The battle between Sony and Samsung shifts to medical imaging devices
Sony Olympus Medical Solutions is developing medical imaging devices using Sony's 4K technology to capture moving images four times sharper than traditional HD video from within the body. Sony set a firm goal for its medical business: annual sales of 200 billion yen, or about $1.9 billion, by the end of fiscal 2020.

The fledgling medical business will grow within Sony's Imaging Solutions and Products business -- which generated 730.4 billion yen (approximately $7.1 billion) in fiscal 2013 -- and eventually evolve into a new core business segment. Sony's Imaging business, which consists of its cameras and image sensors, accounted for 10.7% of its top line in 2013.

Sony's sudden interest in medical devices runs parallel to tech giant Samsung's (NASDAQOTH: SSNLF) recent investments in the industry. Between 2010 and 2013, Samsung acquired Medison (ultrasonic medical devices), Nexus (cardiovascular test kits), and NeuroLogica (medical imaging). It combined all of those technologies and launched GEO, its own line of digital radiology and in-vitro diagnostic equipment, last March. Samsung is more ambitious than Sony -- it claims it will be one of the world's largest medical equipment companies by 2020, generating $10 billion in annual revenue from its medical device business alone.

To put Sony and Samsung's 2020 medical sales targets in perspective, GE's health care segment, one of the largest medical device companies in the world, generated $18.2 billion in revenue in fiscal 2013.

Why did Sony need all of that microfluidics tech?
However, imaging devices are only part of Sony's plan for expanding its medical business. In January, Sony signed a partnership with life sciences giant Illumina (ILMN -1.98%) and Japanese medical portal M3 to launch a genome information platform in Japan.

The platform, known as P5, will be a genome analysis service for medical and research institutions across Japan, with a long-term goal of creating personalized medicine and health care services. All of the microfluidics technologies Sony has been acquiring over the past few years, which can be used for a wide variety of diagnostic purposes, now come into play. On April 1, Sony DADC announced another microfluidics deal with Trinean to produce microfluidic disposables, which are used to store and analyze droplet-sized biological samples.

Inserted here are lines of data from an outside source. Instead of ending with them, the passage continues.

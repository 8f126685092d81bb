// SPDX-License-Identifier: AGPL-3.0-or-later
//
// Copyright (C) 2026 Relational Network

//! Authentication errors.
//!
//! Every variant is a per-request rejection. The `Display` text is what the
//! client sees, so it never carries provider response bodies or secrets; the
//! `String` payloads exist for logging only.

use axum::{
    http::StatusCode,
    response::{IntoResponse, Response},
    Json,
};
use serde::Serialize;

/// Authentication error type.
#[derive(Debug, thiserror::Error)]
pub enum AuthError {
    /// Requested provider key is not configured
    #[error("identity provider is not configured")]
    ProviderNotConfigured(String),

    /// Discovery document or JWKS could not be fetched or parsed
    #[error("identity provider metadata is unavailable")]
    DiscoveryError(String),

    /// `state` or `nonce` cookie absent on callback
    #[error("{0} cookie not found")]
    MissingCsrfCookie(&'static str),

    /// `state` query parameter does not match the cookie
    #[error("state did not match")]
    StateMismatch,

    /// Provider redirected back with an `error` parameter
    #[error("identity provider rejected the authorization request")]
    AuthorizationDenied(String),

    /// Callback without a `code` parameter
    #[error("authorization code not found")]
    MissingAuthorizationCode,

    /// Token endpoint call failed (transport or provider error)
    #[error("authorization code exchange failed")]
    CodeExchangeFailed(String),

    /// Token endpoint response had no `id_token`
    #[error("identity token not found in token response")]
    MissingIdentityToken,

    /// Identity token failed signature, issuer, audience or expiry checks
    #[error("identity token is invalid")]
    InvalidIdentityToken(String),

    /// Identity token nonce does not match the cookie
    #[error("nonce did not match")]
    NonceMismatch,

    /// Identity token lacks the claim used as session subject
    #[error("identity token is missing the '{0}' claim")]
    MissingClaim(&'static str),

    /// Session token has expired
    #[error("access token has expired")]
    TokenExpired,

    /// Session token is malformed, forged, or uses the wrong algorithm
    #[error("access token is invalid")]
    TokenInvalid,

    /// Session token has no string `sub` claim
    #[error("access token subject not found")]
    ClaimMissing,

    /// No usable `Authorization: Bearer <token>` header
    #[error("access token is not found")]
    MissingCredential,

    /// Randomness or signing failure
    #[error("internal authentication error")]
    Internal(String),
}

#[derive(Serialize)]
struct AuthErrorBody {
    error: String,
}

impl AuthError {
    /// Get the HTTP status code for this error.
    pub fn status_code(&self) -> StatusCode {
        match self {
            AuthError::ProviderNotConfigured(_)
            | AuthError::MissingCsrfCookie(_)
            | AuthError::StateMismatch
            | AuthError::MissingAuthorizationCode => StatusCode::BAD_REQUEST,
            AuthError::AuthorizationDenied(_)
            | AuthError::CodeExchangeFailed(_)
            | AuthError::InvalidIdentityToken(_)
            | AuthError::NonceMismatch
            | AuthError::MissingClaim(_)
            | AuthError::TokenExpired
            | AuthError::TokenInvalid
            | AuthError::ClaimMissing
            | AuthError::MissingCredential => StatusCode::UNAUTHORIZED,
            AuthError::DiscoveryError(_)
            | AuthError::MissingIdentityToken
            | AuthError::Internal(_) => StatusCode::INTERNAL_SERVER_ERROR,
        }
    }
}

impl IntoResponse for AuthError {
    fn into_response(self) -> Response {
        let status = self.status_code();
        if status.is_server_error() {
            tracing::error!(error = ?self, "authentication failed");
        } else {
            tracing::warn!(error = ?self, "authentication rejected");
        }
        let body = Json(AuthErrorBody {
            error: self.to_string(),
        });
        (status, body).into_response()
    }
}
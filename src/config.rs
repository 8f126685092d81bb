// SPDX-License-Identifier: AGPL-3.0-or-later
//
// Copyright (C) 2026 Relational Network

//! # Runtime Configuration
//!
//! Configuration is read from the environment once at startup.
//!
//! ## Environment Variables
//!
//! | Variable | Description | Default |
//! |----------|-------------|---------|
//! | `HOST` | Server bind address | `0.0.0.0` |
//! | `PORT` | Server bind port | `8080` |
//! | `AUTH_PROVIDERS` | Comma-separated provider keys | `google` |
//! | `{KEY}_CLIENT_ID` | OAuth2 client ID | Required |
//! | `{KEY}_CLIENT_SECRET` | OAuth2 client secret | Required |
//! | `{KEY}_ISSUER` | OIDC issuer URL | Required |
//! | `{KEY}_REDIRECT_URL` | Callback URL registered with the provider | Required |
//! | `{KEY}_SCOPES` | Comma-separated scopes | `openid,email,profile` |
//! | `SESSION_SECRET` | HMAC secret for session tokens (>= 32 bytes) | Required |
//! | `SESSION_ISSUER` | `iss` claim of session tokens | `relational-auth` |
//! | `SESSION_TTL_SECS` | Session token lifetime | `86400` |
//! | `CSRF_BYTES` | Random bytes per `state`/`nonce` | `16` |
//! | `CSRF_COOKIE_MAX_AGE_SECS` | `state`/`nonce` cookie lifetime | `3600` |
//! | `IDP_HTTP_TIMEOUT_SECS` | Timeout for every identity provider call | `10` |
//! | `TLS_CERT_PATH` / `TLS_KEY_PATH` | PEM files; both set enables HTTPS | Unset |
//! | `COOKIE_SECURE` | Force `Secure` cookies (TLS terminated upstream) | `false` |
//! | `LOG_FORMAT` | Logging format (`json` or `pretty`) | `pretty` |
//! | `RUST_LOG` | Log level filter | `info,tower_http=debug` |
//!
//! `{KEY}` is the upper-cased provider key, e.g. `GOOGLE_CLIENT_ID`.

use std::fmt;
use std::path::PathBuf;
use std::str::FromStr;
use std::time::Duration;

use crate::auth::csrf::{DEFAULT_CSRF_BYTES, DEFAULT_CSRF_MAX_AGE};
use crate::auth::session::DEFAULT_SESSION_ISSUER;
use crate::auth::ProviderConfig;

/// Minimum accepted length of `SESSION_SECRET` in bytes.
pub const MIN_SESSION_SECRET_LEN: usize = 32;

const DEFAULT_HOST: &str = "0.0.0.0";
const DEFAULT_PORT: u16 = 8080;
const DEFAULT_PROVIDERS: &str = "google";
const DEFAULT_SCOPES: &str = "openid,email,profile";
const DEFAULT_SESSION_TTL_SECS: u64 = 86_400;
const DEFAULT_IDP_TIMEOUT_SECS: u64 = 10;

/// Configuration errors. Any of these aborts startup.
#[derive(Debug, thiserror::Error)]
pub enum ConfigError {
    #[error("{0} is missing")]
    Missing(String),

    #[error("{name} is invalid: {reason}")]
    Invalid { name: String, reason: String },
}

/// Log output format.
#[derive(Debug, Clone, Copy, PartialEq, Eq)]
pub enum LogFormat {
    Pretty,
    Json,
}

/// TLS certificate and key locations.
#[derive(Debug, Clone, PartialEq, Eq)]
pub struct TlsPaths {
    pub cert: PathBuf,
    pub key: PathBuf,
}

/// Fully resolved service configuration.
#[derive(Clone)]
pub struct AppConfig {
    pub host: String,
    pub port: u16,
    pub providers: Vec<ProviderConfig>,
    pub session_secret: Vec<u8>,
    pub session_issuer: String,
    pub session_ttl: Duration,
    pub csrf_bytes: usize,
    pub csrf_cookie_max_age: i64,
    pub idp_http_timeout: Duration,
    pub tls: Option<TlsPaths>,
    pub cookie_secure: bool,
    pub log_format: LogFormat,
}

impl fmt::Debug for AppConfig {
    fn fmt(&self, f: &mut fmt::Formatter<'_>) -> fmt::Result {
        f.debug_struct("AppConfig")
            .field("host", &self.host)
            .field("port", &self.port)
            .field("providers", &self.providers)
            .field("session_secret", &"<redacted>")
            .field("session_issuer", &self.session_issuer)
            .field("session_ttl", &self.session_ttl)
            .field("csrf_bytes", &self.csrf_bytes)
            .field("csrf_cookie_max_age", &self.csrf_cookie_max_age)
            .field("idp_http_timeout", &self.idp_http_timeout)
            .field("tls", &self.tls)
            .field("cookie_secure", &self.cookie_secure)
            .field("log_format", &self.log_format)
            .finish()
    }
}

impl AppConfig {
    /// Load from the process environment.
    pub fn from_env() -> Result<Self, ConfigError> {
        Self::from_lookup(|name| std::env::var(name).ok())
    }

    /// Load using `lookup` to resolve variable names.
    pub fn from_lookup<F>(lookup: F) -> Result<Self, ConfigError>
    where
        F: Fn(&str) -> Option<String>,
    {
        let env = Env(lookup);

        let providers = env
            .or_default("AUTH_PROVIDERS", DEFAULT_PROVIDERS)
            .split(',')
            .map(|key| key.trim().to_ascii_lowercase())
            .filter(|key| !key.is_empty())
            .map(|key| load_provider(&env, &key))
            .collect::<Result<Vec<_>, _>>()?;
        if providers.is_empty() {
            return Err(ConfigError::Invalid {
                name: "AUTH_PROVIDERS".to_string(),
                reason: "no providers listed".to_string(),
            });
        }

        let session_secret = env.required("SESSION_SECRET")?.into_bytes();
        if session_secret.len() < MIN_SESSION_SECRET_LEN {
            return Err(ConfigError::Invalid {
                name: "SESSION_SECRET".to_string(),
                reason: format!("must be at least {MIN_SESSION_SECRET_LEN} bytes"),
            });
        }

        let csrf_bytes: usize = env.parsed("CSRF_BYTES", DEFAULT_CSRF_BYTES)?;
        if csrf_bytes < DEFAULT_CSRF_BYTES {
            return Err(ConfigError::Invalid {
                name: "CSRF_BYTES".to_string(),
                reason: format!("must be at least {DEFAULT_CSRF_BYTES}"),
            });
        }

        let tls = match (env.optional("TLS_CERT_PATH"), env.optional("TLS_KEY_PATH")) {
            (Some(cert), Some(key)) => Some(TlsPaths {
                cert: cert.into(),
                key: key.into(),
            }),
            (None, None) => None,
            _ => {
                return Err(ConfigError::Invalid {
                    name: "TLS_CERT_PATH/TLS_KEY_PATH".to_string(),
                    reason: "both or neither must be set".to_string(),
                })
            }
        };

        let log_format = match env.or_default("LOG_FORMAT", "pretty").to_ascii_lowercase().as_str() {
            "json" => LogFormat::Json,
            "pretty" => LogFormat::Pretty,
            other => {
                return Err(ConfigError::Invalid {
                    name: "LOG_FORMAT".to_string(),
                    reason: format!("unknown format '{other}'"),
                })
            }
        };

        Ok(Self {
            host: env.or_default("HOST", DEFAULT_HOST),
            port: env.parsed("PORT", DEFAULT_PORT)?,
            providers,
            session_secret,
            session_issuer: env.or_default("SESSION_ISSUER", DEFAULT_SESSION_ISSUER),
            session_ttl: Duration::from_secs(env.parsed("SESSION_TTL_SECS", DEFAULT_SESSION_TTL_SECS)?),
            csrf_bytes,
            csrf_cookie_max_age: env.parsed("CSRF_COOKIE_MAX_AGE_SECS", DEFAULT_CSRF_MAX_AGE)?,
            idp_http_timeout: Duration::from_secs(
                env.parsed("IDP_HTTP_TIMEOUT_SECS", DEFAULT_IDP_TIMEOUT_SECS)?,
            ),
            tls,
            cookie_secure: env.parsed("COOKIE_SECURE", false)?,
            log_format,
        })
    }

    /// `host:port` bind address.
    pub fn addr(&self) -> String {
        format!("{}:{}", self.host, self.port)
    }

    /// Whether CSRF cookies get the `Secure` attribute.
    pub fn secure_cookies(&self) -> bool {
        self.tls.is_some() || self.cookie_secure
    }
}

fn load_provider<F>(env: &Env<F>, key: &str) -> Result<ProviderConfig, ConfigError>
where
    F: Fn(&str) -> Option<String>,
{
    let prefix = key.to_ascii_uppercase();
    let var = |suffix: &str| format!("{prefix}_{suffix}");

    let scopes = env
        .or_default(&var("SCOPES"), DEFAULT_SCOPES)
        .split(',')
        .map(str::to_string)
        .collect();

    Ok(ProviderConfig::new(
        key,
        env.required(&var("CLIENT_ID"))?,
        env.required(&var("CLIENT_SECRET"))?,
        env.required(&var("ISSUER"))?,
        env.required(&var("REDIRECT_URL"))?,
        scopes,
    ))
}

/// Trimmed, non-empty variable access over a lookup function.
struct Env<F>(F);

impl<F> Env<F>
where
    F: Fn(&str) -> Option<String>,
{
    fn optional(&self, name: &str) -> Option<String> {
        (self.0)(name)
            .map(|v| v.trim().to_string())
            .filter(|v| !v.is_empty())
    }

    fn required(&self, name: &str) -> Result<String, ConfigError> {
        self.optional(name)
            .ok_or_else(|| ConfigError::Missing(name.to_string()))
    }

    fn or_default(&self, name: &str, default: &str) -> String {
        self.optional(name).unwrap_or_else(|| default.to_string())
    }

    fn parsed<T>(&self, name: &str, default: T) -> Result<T, ConfigError>
    where
        T: FromStr,
        T::Err: fmt::Display,
    {
        match self.optional(name) {
            Some(raw) => raw.parse().map_err(|e: T::Err| ConfigError::Invalid {
                name: name.to_string(),
                reason: e.to_string(),
            }),
            None => Ok(default),
        }
    }
}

Illumina recently broke the "human genome sound barrier" by launching a system that could sequence the entire human genome for $1,000 -- a steep drop from the cost of $250,000 a decade earlier. Sony and M3 will establish the company, and Illumina will act as a minority investor.

When we put all these pieces together -- the high-end imaging devices, the genome tests, the medical portal system, and Illumina's involvement -- we get a much more ambitious health care project than Samsung's GEO.

The Foolish takeaway
In conclusion, Sony's new ventures into health care are exciting, but they aren't big enough yet to offset the importance of its game, mobile, and home entertainment businesses -- which together accounted for 54% of its top line last quarter. However, Sony is clearly serious about evolving into a major contender in the medical devices and diagnostics market, and these new products and services should be closely watched.